Treaty “outdated” EU says

The “modernisation” of the Energy Charter Treaty is scheduled to be officially started by the end of 2019, covering topics such as investment protection, pre-investment commitments, transit, the economic integration agreements clause and some provisions related to dispute resolution.

One of the key actors in the treaty’s modernisation process is the EU and its member states, which together contribute around 65% to the €4m annual budget of the Energy Charter Secretariat in Brussels.

In May this year, the European Commission proposed a draft mandate to negotiate the treaty’s revision on behalf of the 28 EU member states. The mandate is currently being discussed among the 28, with EU countries expected to reach a decision by the end of June.

And according to the EU executive, the need to revise the treaty has become urgent.

“Since its establishment in the 1990s, the ECT provisions have hardly been revised,” the Commission notes in its proposal. This is particularly visible in the area of investment protection, where the treaty’s rules “do not correspond to modern standards as reflected in the EU’s reformed approach on investment protection,” the Commission adds, saying “those outdated provisions are no longer sustainable or adequate for the current challenges.”

“Yet it is today the most litigated investment agreement in the world, with a total of at least 121 investment notified disputes,” it adds.

In fact, the number of disputes has soared since 2012, when Rusnák was appointed secretary general. From an average of 3 to 4 cases per year, the number of investment disputes rose sharply afterwards, reaching a peak of 29 new disputes in 2015.

Environmental campaigners have long denounced the treaty, saying it grants energy companies disproportionate powers to sue governments, for example over a decision to stop new oil or gas pipelines or to phase out coal.

The most famous example is when Russian oil company Yukos won a nearly 10-year-long case against Russia on the basis of the treaty, with a record-breaking $50 billion award. Russia has since pulled out of the treaty.
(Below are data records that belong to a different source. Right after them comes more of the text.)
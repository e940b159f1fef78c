// SPDX-License-Identifier: AGPL-3.0-or-later
// Copyright (C) 2026 Vallés Puig, Ramon

//! Day/night map geometry.
//!
//! Low-precision Sun and Moon ephemerides turned into what a world map needs
//! to shade the night side: the sub-solar and sub-lunar points, the moon
//! phase, and the night and twilight regions as closed polygons.
//!
//! # Core types
//!
//! - [`Instant`]: a UTC instant, `chrono::DateTime<Utc>`.
//! - [`Time<S>`]: the same instant on a continuous day-count axis, tagged by a
//!   [`TimeScale`] marker ([`JD`]).
//! - [`GeographicPoint`]: latitude/longitude in degrees, longitude always
//!   wrapped into `(−180, 180]`.
//! - [`Polygon`]: a closed ring of points (GeoJSON geometry with `serde`).
//! - [`SkySnapshot`]: everything above for one instant.
//!
//! # Pipeline
//!
//! ```text
//! Instant ─► to_julian_date ─► julian_centuries ─┬─► solar ─► sub_solar_point ─► night / twilight caps
//!                                                └─► lunar ─► sub_lunar_point, moon_phase
//! ```
//!
//! The civil Julian Date is used throughout, with no ΔT correction: the
//! series are accurate to a fraction of a degree, well below what a map at
//! world scale can show.
//!
//! # Example
//!
//! ```
//! use chrono::{TimeZone, Utc};
//! use daynight::{sub_solar_point, night_polygon, moon_phase};
//!
//! let t = Utc.with_ymd_and_hms(2024, 6, 21, 12, 0, 0).unwrap();
//! let sun = sub_solar_point(t);
//! assert!((sun.lat() - 23.44).abs() < 0.1);
//!
//! let night = night_polygon(t);
//! assert!(night.is_closed());
//!
//! let moon = moon_phase(t);
//! assert!((0.0..=1.0).contains(&moon.fraction));
//! ```
//!
//! # Features
//!
//! - `serde`: `Serialize`/`Deserialize` for the public value types;
//!   [`Polygon`] encodes as a GeoJSON `Polygon` geometry.
//! - `rayon`: [`snapshots_par`].

mod error;
pub mod geo;
pub(crate) mod instant;
mod julian_date_ext;
pub mod lunar;
mod period;
pub(crate) mod scales;
pub mod snapshot;
pub mod solar;
pub mod subpoint;
pub mod terminator;
pub mod zones;

// ── Re-exports ────────────────────────────────────────────────────────────

pub use error::{Error, Result};
pub use geo::{normalize_degrees, normalize_longitude, GeographicPoint, Polygon};
pub use instant::{Time, TimeInstant, TimeScale};
pub use julian_date_ext::{julian_century, to_julian_date};
pub use lunar::{moon_phase, MoonPhase, MoonPhaseName};
pub use period::{Interval, Period, Samples, UtcPeriod};
pub use scales::JD;
#[cfg(feature = "rayon")]
pub use snapshot::snapshots_par;
pub use snapshot::{snapshots, SkySnapshot};
pub use solar::{equation_of_time, solar_declination, solar_right_ascension};
pub use subpoint::{antipode, sub_lunar_point, sub_solar_point};
pub use terminator::{
    night_polygon, spherical_circle, twilight_polygon, AngularRadius, CircleBuilder, TwilightBand,
};
pub use zones::{clock_at_offset, standard_meridians, StandardMeridian};

// ── Type aliases ──────────────────────────────────────────────────────────

/// A UTC instant with nanosecond resolution.
pub type Instant = chrono::DateTime<chrono::Utc>;

/// Julian Date: continuous count of days since the Julian Period.
///
/// Alias for [`Time<JD>`]; carries `J2000`, `julian_centuries()` and the
/// sidereal-time helper used by the lunar sub-point.
pub type JulianDate = Time<JD>;
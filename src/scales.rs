// SPDX-License-Identifier: AGPL-3.0-or-later
// Copyright (C) 2026 Vallés Puig, Ramon

//! Time-scale marker types.
//!
//! A zero-sized marker identifies the epoch counter a [`Time`](crate::Time)
//! value is measured on. The ephemerides only need the civil Julian Date,
//! so [`JD`] is the one scale provided.

use super::instant::TimeScale;
use qtty::Days;

/// Julian Date, the identity scale.
#[derive(Debug, Copy, Clone, PartialEq, PartialOrd)]
pub struct JD;

impl TimeScale for JD {
    const LABEL: &'static str = "Julian Day:";

    #[inline(always)]
    fn to_jd(value: Days) -> Days {
        value
    }

    #[inline(always)]
    fn from_jd(jd: Days) -> Days {
        jd
    }
}

#[cfg(test)]
mod tests {
    use super::super::instant::Time;
    use super::*;

    #[test]
    fn jd_is_the_identity_scale() {
        let jd = Time::<JD>::new(2_451_545.0);
        assert_eq!(jd.julian_day(), Days::new(2_451_545.0));
        assert_eq!(JD::from_jd(Days::new(2_440_587.5)), Days::new(2_440_587.5));
    }
}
“The ECT is a powerful tool in the hands of big oil, gas, and coal companies to discourage governments from transitioning to clean energy,” argue the Corporate Europe Observatory (CEO) and the Transnational Institute (TNI), two research and campaign groups.

“They have used the ECT and other investment deals to challenge oil drilling bans, the rejection of pipelines, taxes on fossil fuels, and moratoria on and phase-outs of controversial types of energy. Corporations have also used the ECT to bully decision-makers into submission,” they write in a report called “One treaty to rule them all”.

Discussions have now started to expand the treaty to countries in Africa, the Middle East, Asia and Latin America. But activists fear this will lock developing countries into an unsustainable model of energy based on fossil fuels and extracting industries.

“If China signs up, developing countries are screwed,” said one source familiar with the internal processes of the Energy Charter Secretariat.

According to critics, the treaty should now either be reformed or ditched. “The ECT is just one of thousands of international investment agreements in force today,” writes Sarah Keay-Bright, a former senior employee at the Energy Charter Secretariat in Brussels.

Many of those agreements now “need to be reformed, replaced or terminated,” she wrote earlier this year, saying any reform of the ECT “should end protection for fossil fuels” and promote clean energy instead.